B cell receptor (BCR) engagement of murine WEHI 231 immature B lymphoma cells leads sequentially to a drop in NF-kappa B and c-Myc, and induction of the p27(Kip1) cyclin-dependent kinase inhibitor, which promotes growth arrest and apoptosis. BCR engagement was recently shown to induce a drop in phosphatidylinositol 3-kinase (PI3K)/Akt signaling, preceding the increase in p27. As induction of p27 is due to an increase in gene transcription, we investigated the role of the Forkhead box O (FOXO) transcription factor family, which has been shown to potently induce p27 promoter activity.
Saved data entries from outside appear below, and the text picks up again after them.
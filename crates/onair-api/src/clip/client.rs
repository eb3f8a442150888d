// CLIP v2 HTTP client
//
// Wraps `reqwest::Client` with the application-key header, resource URL
// construction and `{ errors, data }` envelope unwrapping. Only ever
// pointed at the bridge's resolved address.

use reqwest::header::{HeaderMap, HeaderValue};
use secrecy::{ExposeSecret, SecretString};
use serde::de::DeserializeOwned;
use tracing::{debug, warn};
use url::Url;

use crate::clip::models::{ClipResponse, Light, LightUpdate};
use crate::error::Error;
use crate::transport::TransportConfig;

/// Header carrying the application key on every CLIP v2 request.
pub const APPLICATION_KEY_HEADER: &str = "hue-application-key";

/// Reference returned by a successful `PUT`.
#[derive(Debug, Clone, serde::Deserialize)]
pub struct ResourceRef {
    pub rid: String,
    #[serde(default)]
    pub rtype: Option<String>,
}

/// Authenticated client for the bridge's light resource.
#[derive(Clone)]
pub struct ClipClient {
    http: reqwest::Client,
    base_url: Url,
}

impl ClipClient {
    /// Create a client for the bridge at `base_url`, authenticating with `app_key`.
    pub fn new(
        base_url: Url,
        app_key: &SecretString,
        transport: &TransportConfig,
    ) -> Result<Self, Error> {
        let mut value = HeaderValue::from_str(app_key.expose_secret())
            .map_err(|e| Error::InvalidApplicationKey(e.to_string()))?;
        value.set_sensitive(true);

        let mut headers = HeaderMap::new();
        headers.insert(APPLICATION_KEY_HEADER, value);

        let http = transport.build_client_with_headers(headers)?;
        Ok(Self { http, base_url })
    }

    /// The bridge base URL.
    pub fn base_url(&self) -> &Url {
        &self.base_url
    }

    // ── URL builders ─────────────────────────────────────────────────

    /// `{base}/clip/v2/resource/{path}`
    fn resource_url(&self, path: &str) -> Result<Url, Error> {
        Ok(self.base_url.join(&format!("clip/v2/resource/{path}"))?)
    }

    // ── Light resource ───────────────────────────────────────────────

    /// List every light known to the bridge.
    pub async fn list_lights(&self) -> Result<Vec<Light>, Error> {
        let url = self.resource_url("light")?;
        Ok(self.get::<Light>(url).await?.data)
    }

    /// Read a single light.
    ///
    /// Returns the raw `data` array; the bridge normally answers with exactly
    /// one entry, but an empty array is not an HTTP error.
    pub async fn get_light(&self, id: &str) -> Result<Vec<Light>, Error> {
        let url = self.resource_url(&format!("light/{id}"))?;
        Ok(self.get::<Light>(url).await?.data)
    }

    /// Apply a partial update to a light.
    ///
    /// Fields absent from `update` are not serialized, so the bridge leaves
    /// them untouched.
    pub async fn update_light(&self, id: &str, update: &LightUpdate) -> Result<(), Error> {
        let url = self.resource_url(&format!("light/{id}"))?;
        debug!("PUT {}", url);

        let resp = self
            .http
            .put(url)
            .json(update)
            .send()
            .await
            .map_err(Error::Transport)?;

        let envelope: ClipResponse<ResourceRef> = Self::parse_envelope(resp).await?;
        if !envelope.errors.is_empty() {
            let descriptions: Vec<&str> = envelope
                .errors
                .iter()
                .map(|e| e.description.as_str())
                .collect();
            warn!(light = id, errors = ?descriptions, "bridge reported errors for light update");
        }
        Ok(())
    }

    // ── Request helpers ──────────────────────────────────────────────

    async fn get<T: DeserializeOwned>(&self, url: Url) -> Result<ClipResponse<T>, Error> {
        debug!("GET {}", url);

        let resp = self.http.get(url).send().await.map_err(Error::Transport)?;

        Self::parse_envelope(resp).await
    }

    /// Parse the `{ errors, data }` envelope.
    ///
    /// A non-success status with a readable envelope becomes
    /// [`Error::Rejected`]; an unreadable body becomes
    /// [`Error::Deserialization`] regardless of status.
    async fn parse_envelope<T: DeserializeOwned>(
        resp: reqwest::Response,
    ) -> Result<ClipResponse<T>, Error> {
        let status = resp.status();
        let body = resp.text().await.map_err(Error::Transport)?;

        let envelope: ClipResponse<T> =
            serde_json::from_str(&body).map_err(|e| Error::Deserialization {
                message: format!("HTTP {}: {e}", status.as_u16()),
                body: body.clone(),
            })?;

        if status.is_success() {
            return Ok(envelope);
        }

        let message = if envelope.errors.is_empty() {
            status
                .canonical_reason()
                .unwrap_or("unknown status")
                .to_owned()
        } else {
            envelope
                .errors
                .iter()
                .map(|e| e.description.as_str())
                .collect::<Vec<_>>()
                .join("; ")
        };

        Err(Error::Rejected {
            status: status.as_u16(),
            message,
        })
    }
}
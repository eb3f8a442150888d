//! Camera-activity to light-state synchronization engine.
//!
//! This crate owns the domain logic sitting between `onair-api` (raw bridge
//! calls) and the `onair` binary (config files, OS probes, signals):
//!
//! - **[`establish()`]**: Startup sequence: locate the bridge, pair if no
//!   credential is configured, open a [`BridgeSession`] and resolve the
//!   configured light name to exactly one [`LightIdentity`].
//!
//! - **[`ActivityMachine`]**: Two-state (`Idle` / `Active`) poll loop. On each
//!   edge it captures, applies or restores the light's [`Appearance`] through a
//!   [`LightBridge`], keeping the pre-activation look in a [`SnapshotStore`].
//!   Runs until its `CancellationToken` fires; any bridge failure ends the loop.
//!
//! - **[`ActivityProbe`]**: Seam for the "is the camera in use?" question.
//!   Implementations live with the host.
//!
//! Core never reads config files: the host builds a [`WatchConfig`] and hands it in.

pub mod config;
pub mod convert;
pub mod error;
pub mod machine;
pub mod model;
pub mod probe;
pub mod session;
pub mod snapshot;
pub mod startup;

// ── Primary re-exports ──────────────────────────────────────────────
pub use config::{BridgeConfig, OnAirLook, WatchConfig};
pub use error::CoreError;
pub use machine::{ActivityMachine, Transition};
pub use model::{ActivityState, Appearance, Chromaticity, LightIdentity};
pub use probe::{ActivityProbe, ProbeError};
pub use session::{BridgeSession, LightBridge};
pub use snapshot::SnapshotStore;
pub use startup::{Established, establish, locate, pair};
We demonstrate that pharmacologic inhibitors of PI3K or BCR engagement lead to decreased inactive cytoplasmic levels and increased active functional nuclear FOXO3a. In contrast, inhibition of PI3K/Akt signaling decreased the levels of NF-kappa B and c-Myc, which has been shown to repress p27 promoter activity. To test the effects of ectopic c-Myc on endogenous p27 levels, WEHI 231 cells stably expressing c-Myc or empty vector DNA were prepared. Ectopic c-Myc blocked the induction of p27 expression upon either inhibition of PI3K or BCR engagement. Thus, p27(Kip1) is coordinately regulated via two arms of a signaling pathway that are inversely controlled upon inhibition of PI3K: induction of the activator FOXO3a and down-regulation of the repressor c-Myc.